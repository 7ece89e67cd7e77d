//! # Condition Resolver
//!
//! Pure mapping from (bottle, viewer context) to an [`AccessState`]. Total
//! for well-formed input, no side effects. Callers must re-run it whenever
//! the bottle snapshot, the clock, the viewer's distance, or the supplied
//! password changes; it never mutates a previously returned state.

use domains::access::{AccessState, LockReason, ViewerContext};
use domains::models::Bottle;

/// Evaluation order is strict: the first matching rule wins, earlier checks
/// dominate later ones. A dead bottle with an unmet password still resolves
/// to `Expired`.
pub fn resolve(bottle: &Bottle, ctx: &ViewerContext) -> AccessState {
    let now = ctx.now;

    // 1. Lifecycle dominates everything. Expiry boundary is inclusive.
    if bottle.status.dead || now >= bottle.status.alive_until {
        return AccessState::Expired;
    }

    // 2. An already-unlocked bottle ignores its conditions.
    if !bottle.status.locked {
        return AccessState::Unlocked;
    }

    let conditions = &bottle.conditions;

    // 3. Absolute unlock time.
    if let Some(unlock_at) = conditions.unlock_at_time {
        if now < unlock_at {
            return AccessState::Locked(LockReason::TimeLocked { unlock_at });
        }
    }

    // 4. Recurring window.
    if let Some(window) = conditions.time_window {
        if let Some(start) = window.start {
            if now < start {
                return AccessState::Locked(LockReason::TimeWindow {
                    start: Some(start),
                    end: window.end,
                });
            }
        }
        if let Some(end) = window.end {
            if now > end {
                return AccessState::Locked(LockReason::TimeWindow {
                    start: window.start,
                    end: Some(end),
                });
            }
        }
    }

    // 5/6. Distance ring. Too-close is checked before too-far.
    if let Some(min_km) = conditions.distance_min {
        if ctx.distance_km < min_km {
            return AccessState::Locked(LockReason::TooClose {
                min_km,
                actual_km: ctx.distance_km,
            });
        }
    }
    if let Some(max_km) = conditions.distance_max {
        if ctx.distance_km > max_km {
            return AccessState::Locked(LockReason::TooFar {
                max_km,
                actual_km: ctx.distance_km,
            });
        }
    }

    // 7. Weather is never evaluated locally; a present condition always
    // locks until an external weather oracle is introduced.
    if let Some(weather) = &conditions.weather {
        if weather.is_set() {
            return AccessState::Locked(LockReason::WeatherLocked);
        }
    }

    // 8. Password.
    if let Some(password) = &conditions.password {
        if !password.is_empty() {
            if ctx.supplied_password.is_empty() {
                return AccessState::Locked(LockReason::PasswordRequired);
            }
            if &ctx.supplied_password != password {
                return AccessState::Locked(LockReason::PasswordIncorrect);
            }
        }
    }

    // 9. Every gate passed; the persisted `locked` flag still needs an
    // explicit unlock operation to flip.
    AccessState::Locked(LockReason::Unknown)
}
//! # Bottle Service
//!
//! Store-facing operations on bottles: the discovery collection stream, a
//! single bottle's stream, creation, opener registration, and the unlock
//! write. Session lifecycle on top of these lives in [`crate::session`].

use std::collections::BTreeMap;
use std::sync::Arc;

use serde_json::json;
use tracing::{debug, info};

use domains::error::{AppError, Result, StoreError};
use domains::models::{Bottle, BottleOpener};
use domains::paths::DbPath;
use domains::ports::{Clock, IdentityProvider, Store};
use domains::time::{to_timestamp, Timestamp};

use crate::creation::BottleDraft;
use crate::session::BottleSession;
use crate::snapshot::SnapshotStream;

/// The raw shape of the `bottles` collection: a full snapshot keyed by id,
/// replaced wholesale on every delivery.
pub type BottleMap = BTreeMap<String, Bottle>;

#[derive(Clone)]
pub struct BottleService {
    store: Arc<dyn Store>,
    identity: Arc<dyn IdentityProvider>,
    clock: Arc<dyn Clock>,
}

impl BottleService {
    pub fn new(
        store: Arc<dyn Store>,
        identity: Arc<dyn IdentityProvider>,
        clock: Arc<dyn Clock>,
    ) -> Self {
        Self { store, identity, clock }
    }

    /// Stream of the whole discovery collection. Each delivery is the
    /// complete current set, not a diff.
    pub fn observe_all(&self) -> SnapshotStream<BottleMap> {
        SnapshotStream::open(self.store.as_ref(), &DbPath::bottles_root())
    }

    /// Stream of one bottle.
    pub fn observe_bottle(&self, bottle_id: &str) -> SnapshotStream<Bottle> {
        SnapshotStream::open(self.store.as_ref(), &DbPath::bottle(bottle_id))
    }

    /// Opens a viewing session for one bottle. `distance_km` is the viewer's
    /// precomputed distance to the drop point.
    pub fn open_session(&self, bottle_id: &str, distance_km: f64) -> BottleSession {
        BottleSession::open(
            self.clone(),
            self.store.clone(),
            self.identity.clone(),
            self.clock.clone(),
            bottle_id,
            distance_km,
        )
    }

    /// Persists a sealed draft under `bottles/{id}`. Requires an identity.
    pub async fn create_bottle(
        &self,
        bottle_id: &str,
        draft: &BottleDraft,
        image_path: Option<String>,
        audio_path: Option<String>,
    ) -> Result<String> {
        let owner_uid = self
            .identity
            .current_viewer_id()
            .ok_or_else(|| AppError::Unauthorized("bottle creation requires a signed-in user".into()))?;

        draft.validate_for_submission()?;

        let bottle = draft.to_bottle(&owner_uid, image_path, audio_path);
        let path = DbPath::bottle(bottle_id);
        let payload = serde_json::to_value(&bottle)
            .map_err(|source| StoreError::Encode { path: path.as_str().to_string(), source })?;

        self.store.set(&path, payload).await?;
        info!(bottle_id, owner_uid, "bottle created");
        Ok(bottle_id.to_string())
    }

    /// Records that `uid` opened a bottle, at `bottle_openers/{id}/{uid}`.
    pub async fn register_opener(
        &self,
        bottle_id: &str,
        uid: &str,
        distance_km: f64,
    ) -> Result<()> {
        let opener = BottleOpener {
            opened_at: to_timestamp(self.clock.now()),
            distance_from_drop_km: distance_km,
        };

        let path = DbPath::bottle_opener(bottle_id, uid);
        let payload = serde_json::to_value(&opener)
            .map_err(|source| StoreError::Encode { path: path.as_str().to_string(), source })?;

        self.store.set(&path, payload).await?;
        debug!(bottle_id, uid, distance_km, "opener registered");
        Ok(())
    }

    /// Minimal unlock: flip `status/locked` and stamp `opened_at`, both
    /// addressed as nested fields under the bottle root.
    pub async fn unlock(&self, bottle_id: &str, opened_at: Timestamp) -> Result<()> {
        self.store
            .update(
                &DbPath::bottle(bottle_id),
                vec![
                    ("status/locked".to_string(), json!(false)),
                    ("opened_at".to_string(), json!(opened_at)),
                ],
            )
            .await?;
        info!(bottle_id, "bottle unlocked");
        Ok(())
    }
}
· · · ·
- **YOUR INSTRUCTIONS**
Set the data above down again in full, exactly as it reads.

- **SOLUTION FOR THIS TASK**
repository 7ece89e67cd7e77d
//! # Condition Resolver
//!
//! Pure mapping from (bottle, viewer context) to an [`AccessState`]. Total
//! for well-formed input, no side effects. Callers must re-run it whenever
//! the bottle snapshot, the clock, the viewer's distance, or the supplied
//! password changes; it never mutates a previously returned state.

use domains::access::{AccessState, LockReason, ViewerContext};
use domains::models::Bottle;

/// Evaluation order is strict: the first matching rule wins, earlier checks
/// dominate later ones. A dead bottle with an unmet password still resolves
/// to `Expired`.
pub fn resolve(bottle: &Bottle, ctx: &ViewerContext) -> AccessState {
    let now = ctx.now;

    // 1. Lifecycle dominates everything. Expiry boundary is inclusive.
    if bottle.status.dead || now >= bottle.status.alive_until {
        return AccessState::Expired;
    }

    // 2. An already-unlocked bottle ignores its conditions.
    if !bottle.status.locked {
        return AccessState::Unlocked;
    }

    let conditions = &bottle.conditions;

    // 3. Absolute unlock time.
    if let Some(unlock_at) = conditions.unlock_at_time {
        if now < unlock_at {
            return AccessState::Locked(LockReason::TimeLocked { unlock_at });
        }
    }

    // 4. Recurring window.
    if let Some(window) = conditions.time_window {
        if let Some(start) = window.start {
            if now < start {
                return AccessState::Locked(LockReason::TimeWindow {
                    start: Some(start),
                    end: window.end,
                });
            }
        }
        if let Some(end) = window.end {
            if now > end {
                return AccessState::Locked(LockReason::TimeWindow {
                    start: window.start,
                    end: Some(end),
                });
            }
        }
    }

    // 5/6. Distance ring. Too-close is checked before too-far.
    if let Some(min_km) = conditions.distance_min {
        if ctx.distance_km < min_km {
            return AccessState::Locked(LockReason::TooClose {
                min_km,
                actual_km: ctx.distance_km,
            });
        }
    }
    if let Some(max_km) = conditions.distance_max {
        if ctx.distance_km > max_km {
            return AccessState::Locked(LockReason::TooFar {
                max_km,
                actual_km: ctx.distance_km,
            });
        }
    }

    // 7. Weather is never evaluated locally; a present condition always
    // locks until an external weather oracle is introduced.
    if let Some(weather) = &conditions.weather {
        if weather.is_set() {
            return AccessState::Locked(LockReason::WeatherLocked);
        }
    }

    // 8. Password.
    if let Some(password) = &conditions.password {
        if !password.is_empty() {
            if ctx.supplied_password.is_empty() {
                return AccessState::Locked(LockReason::PasswordRequired);
            }
            if &ctx.supplied_password != password {
                return AccessState::Locked(LockReason::PasswordIncorrect);
            }
        }
    }

    // 9. Every gate passed; the persisted `locked` flag still needs an
    // explicit unlock operation to flip.
    AccessState::Locked(LockReason::Unknown)
}
//! # Bottle Service
//!
//! Store-facing operations on bottles: the discovery collection stream, a
//! single bottle's stream, creation, opener registration, and the unlock
//! write. Session lifecycle on top of these lives in [`crate::session`].

use std::collections::BTreeMap;
use std::sync::Arc;

use serde_json::json;
use tracing::{debug, info};

use domains::error::{AppError, Result, StoreError};
use domains::models::{Bottle, BottleOpener};
use domains::paths::DbPath;
use domains::ports::{Clock, IdentityProvider, Store};
use domains::time::{to_timestamp, Timestamp};

use crate::creation::BottleDraft;
use crate::session::BottleSession;
use crate::snapshot::SnapshotStream;

/// The raw shape of the `bottles` collection: a full snapshot keyed by id,
/// replaced wholesale on every delivery.
pub type BottleMap = BTreeMap<String, Bottle>;

#[derive(Clone)]
pub struct BottleService {
    store: Arc<dyn Store>,
    identity: Arc<dyn IdentityProvider>,
    clock: Arc<dyn Clock>,
}

impl BottleService {
    pub fn new(
        store: Arc<dyn Store>,
        identity: Arc<dyn IdentityProvider>,
        clock: Arc<dyn Clock>,
    ) -> Self {
        Self { store, identity, clock }
    }

    /// Stream of the whole discovery collection. Each delivery is the
    /// complete current set, not a diff.
    pub fn observe_all(&self) -> SnapshotStream<BottleMap> {
        SnapshotStream::open(self.store.as_ref(), &DbPath::bottles_root())
    }

    /// Stream of one bottle.
    pub fn observe_bottle(&self, bottle_id: &str) -> SnapshotStream<Bottle> {
        SnapshotStream::open(self.store.as_ref(), &DbPath::bottle(bottle_id))
    }

    /// Opens a viewing session for one bottle. `distance_km` is the viewer's
    /// precomputed distance to the drop point.
    pub fn open_session(&self, bottle_id: &str, distance_km: f64) -> BottleSession {
        BottleSession::open(
            self.clone(),
            self.store.clone(),
            self.identity.clone(),
            self.clock.clone(),
            bottle_id,
            distance_km,
        )
    }

    /// Persists a sealed draft under `bottles/{id}`. Requires an identity.
    pub async fn create_bottle(
        &self,
        bottle_id: &str,
        draft: &BottleDraft,
        image_path: Option<String>,
        audio_path: Option<String>,
    ) -> Result<String> {
        let owner_uid = self
            .identity
            .current_viewer_id()
            .ok_or_else(|| AppError::Unauthorized("bottle creation requires a signed-in user".into()))?;

        draft.validate_for_submission()?;

        let bottle = draft.to_bottle(&owner_uid, image_path, audio_path);
        let path = DbPath::bottle(bottle_id);
        let payload = serde_json::to_value(&bottle)
            .map_err(|source| StoreError::Encode { path: path.as_str().to_string(), source })?;

        self.store.set(&path, payload).await?;
        info!(bottle_id, owner_uid, "bottle created");
        Ok(bottle_id.to_string())
    }

    /// Records that `uid` opened a bottle, at `bottle_openers/{id}/{uid}`.
    pub async fn register_opener(
        &self,
        bottle_id: &str,
        uid: &str,
        distance_km: f64,
    ) -> Result<()> {
        let opener = BottleOpener {
            opened_at: to_timestamp(self.clock.now()),
            distance_from_drop_km: distance_km,
        };

        let path = DbPath::bottle_opener(bottle_id, uid);
        let payload = serde_json::to_value(&opener)
            .map_err(|source| StoreError::Encode { path: path.as_str().to_string(), source })?;

        self.store.set(&path, payload).await?;
        debug!(bottle_id, uid, distance_km, "opener registered");
        Ok(())
    }

    /// Minimal unlock: flip `status/locked` and stamp `opened_at`, both
    /// addressed as nested fields under the bottle root.
    pub async fn unlock(&self, bottle_id: &str, opened_at: Timestamp) -> Result<()> {
        self.store
            .update(
                &DbPath::bottle(bottle_id),
                vec![
                    ("status/locked".to_string(), json!(false)),
                    ("opened_at".to_string(), json!(opened_at)),
                ],
            )
            .await?;
        info!(bottle_id, "bottle unlocked");
        Ok(())
    }
}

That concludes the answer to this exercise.